NEW YORK—The Federal Reserve Bank of New York’s Center for Microeconomic Data today released the March 2018 SCE Labor Market Survey, which shows a decline in the proportion of individuals who searched for a job, and in the average full-time offer wage. Satisfaction with nonwage benefits and promotion opportunities both improved slightly. Regarding expectations, the average expected wage offer (conditional on receiving one) increased while expectations about the likelihood of receiving job offers continued to decline. The average reservation wage—the lowest wage at which respondents would be willing to accept a new job—jumped up, reaching its highest level since November 2016.
- Among those who were employed four months ago, 97.4% were still employed, compared to 94.7% in the November survey. The rate of transitioning to a different employer continued its rise from 3.8% in July 2017, to 5.1% in November 2017, to 5.5% this March, reaching the highest level since July 2015.
- The proportion of individuals who reported searching for a job in the past four weeks declined from 21.8% in November to 18.1%, the lowest level since the start of the series in March 2014. The decline was broad-based across demographic groups.
- 14.9% of individuals reported receiving at least one job offer in the past four months, down from 19.4% in November. This is the lowest level of the series since its start in November 2014. The distribution of the number of offers, conditional on receiving at least one offer, was little changed from the previous survey.
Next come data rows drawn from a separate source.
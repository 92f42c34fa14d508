// self
use crate::obs::{GatewayOp, OpOutcome};

/// Records an operation outcome via the global metrics recorder (when enabled).
pub fn record_op_outcome(op: GatewayOp, outcome: OpOutcome) {
	#[cfg(feature = "metrics")]
	{
		metrics::counter!(
			"auth_gateway_op_total",
			"op" => op.as_str(),
			"outcome" => outcome.as_str()
		)
		.increment(1);
	}

	#[cfg(not(feature = "metrics"))]
	{
		let _ = (op, outcome);
	}
}

#[cfg(test)]
mod tests {
	// self
	use super::*;

	#[test]
	fn record_op_outcome_noop_without_metrics() {
		record_op_outcome(GatewayOp::Replay, OpOutcome::Failure);
	}
}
The average full-time offer wage received in the past four months, on the other hand, declined from $59,110 in the November survey to $56,167.
- Satisfaction with nonwage benefits at their current jobs increased slightly: 67.6% of the employed respondents reported being satisfied with the nonwage benefits at their jobs, up from 67.1% in November. Satisfaction reported by respondents with wage compensation at their current jobs edged up from 59.9% in November to 63.5%. This increase was driven by older (those aged 45 or more) and lower-educated workers (those without a college degree).
- Satisfaction reported by respondents with promotion opportunities at their current jobs also improved: increasing from 47.2% in November to 50.0%. The increase was most notable for lower-educated workers.
- Expectations regarding job transitions over the next four months among those currently employed were largely unchanged, with the average expected likelihood of remaining with the current employer at 86.4%. This was a slight increase from 86.1% in November.
- The average expected likelihood of receiving at least one job offer in the next four months declined from 24.9% in November 2016, to 22.0% in July 2017, to 19.8%. This decline was broad-based across all demographic groups.
- Conditional on expecting an offer, the average expected annual salary of job offers in the next four months increased from $49,856 in November to $52,141. This level is slightly higher than the 2017 average. The increase was most notable for higher-income (household income greater than $60,000) respondents.
- The average reservation wage—the lowest wage respondents would be willing to accept for a new job—jumped up from $56,858 in November to $60,274, reaching the highest level since November 2016. This series had been trending downwards since November 2016. The increase was most pronounced for older (those older than 45 years) and male respondents.
- The average expected likelihood of working beyond age 62 increased from 51.1% in November to 52.0%, staying close to its lowest reading since the series’ start in March 2014. The average expected likelihood of working beyond age 67 also moved up slightly from 33.3% in November to 33.8%.
Detailed results are available here.
About the SCE Labor Market Survey
The SCE Labor Market Survey, fielded as part of the Survey of Consumer Expectations (SCE), provides information on consumers' experiences and expectations regarding the labor market. Every four months, SCE panelists are asked details about their current (or most recent) job. Respondents are asked about job transitions, and about their job search effort and outcomes (number of job offers and offer wages), over the last four months. The currently employed are also asked about their level of satisfaction with wages, non-wage benefits, and their prospects for advancement at their current job. In addition, the survey elicits respondents’ expectations about job transitions over the next four months. Respondents are asked about the likelihood of receiving at least one job offer over the next four months, the expected number of offers, and the expected wages for these offers. The survey also elicits the respondents’ “reservation wage” and retirement expectations.
More information about the SCE survey goals, design, and content can be found on the webpage for the Center for Microeconomic Data.